When I got back, Spacey was cracking up. “Oh, Cashew. I wasn’t born yesterday. Hey. Matt from CAA told me to say hi.” Then Kevin Spacey — an Academy Award winner — hugged me. He said, “You know, it was my idea to make Cashew a guinea pig. They were going to make him a cat. Then I had a conversation with the creator. I said, ‘Beau, you know, there haven’t been many guinea pigs in television but we might as well make Cashew our guinea pig.”

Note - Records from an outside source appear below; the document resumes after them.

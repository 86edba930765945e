//! Events — notification payloads pushed to observers.
//!
//! Two scopes exist: room-scoped events interest exactly one room's
//! observers, operator-scoped events interest the plant operators. Both are
//! delivered fire-and-forget with latest-value semantics — a missed event
//! is superseded by the next one, never replayed.

use serde::{Deserialize, Serialize};

use crate::id::{EventId, RoomId};
use crate::plant::CentralUnit;
use crate::queue::{ServiceQueueEntry, WaitQueueEntry};
use crate::room::ServiceStatus;
use crate::time::{Timestamp, now};

/// A published event: payload plus identity and publication time.
#[derive(Debug, Clone, Serialize)]
pub struct Envelope<P> {
    pub id: EventId,
    pub at: Timestamp,
    #[serde(flatten)]
    pub payload: P,
}

impl<P> Envelope<P> {
    /// Stamp a payload with a fresh id and the current time.
    #[must_use]
    pub fn new(payload: P) -> Self {
        Self {
            id: EventId::new(),
            at: now(),
            payload,
        }
    }
}

/// Events scoped to a single room's observers.
#[derive(Debug, Clone, Serialize, Deserialize)]
#[serde(tag = "type", rename_all = "kebab-case")]
pub enum RoomEvent {
    /// The metered reading moved toward the setpoint.
    TemperatureChanged {
        room_id: RoomId,
        current_temperature: f64,
    },
    /// The accrued fee grew by one tick's increment.
    FeeChanged { room_id: RoomId, accrued_fee: f64 },
    /// The room was admitted to (or promoted into) active service.
    ServiceStarted { room_id: RoomId },
    /// The room left active service or the wait queue.
    ServiceStopped { room_id: RoomId },
}

/// Events scoped to the plant operator observers.
#[derive(Debug, Clone, Serialize, Deserialize)]
#[serde(tag = "type", rename_all = "kebab-case")]
pub enum OperatorEvent {
    /// The plant started, stopped, or changed mode.
    PlantStatusChanged { plant: CentralUnit },
    /// Either queue changed; carries full ordered snapshots.
    QueueChanged {
        service_queue: Vec<ServiceQueueEntry>,
        wait_queue: Vec<WaitQueueEntry>,
    },
    /// A room was powered on or off.
    RoomPowerChanged {
        room_id: RoomId,
        power_on: bool,
        service_status: ServiceStatus,
    },
}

Kevin Spacey looked at me expectantly. I forced myself to laugh, but I knew something now: I was alone here.
But then I got back to my room and there was a bouquet of willow branches waiting for me, with a note from the director: “Thanks a million, Cashew. You are the moral center of this film.” I dialed Jimmi Simpson’s number and said, in my best imitation of his voice, “You know Jimmi, when you do good work, that’s when it’s all worth it.”
“Cashew? Cashew? Is this you?” he said. I hung up and ran squeaking around the hotel room. I knew I had arrived.